In how many lines of these records does the word "XmlError" appear? Give the number by itself.

Saved entries:
-------
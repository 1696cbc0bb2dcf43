/// Error types for OPC package operations
use thiserror::Error;

#[derive(Error, Debug)]
pub enum OpcError {
    #[error("Invalid pack URI: {0}")]
    InvalidPackUri(String),

    #[error("Part not found: {0}")]
    PartNotFound(String),

    #[error("Duplicate part: {0}")]
    DuplicatePart(String),

    #[error("Invalid relationship: {0}")]
    InvalidRelationship(String),

    #[error("XML generation error: {0}")]
    XmlError(String),

    #[error("ZIP error: {0}")]
    ZipError(#[from] zip::result::ZipError),

    #[error("IO error: {0}")]
    IoError(#[from] std::io::Error),
}

impl From<std::fmt::Error> for OpcError {
    fn from(err: std::fmt::Error) -> Self {
        OpcError::XmlError(err.to_string())
    }
}

pub type Result<T> = std::result::Result<T, OpcError>;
-------
ANSWER AREA: 2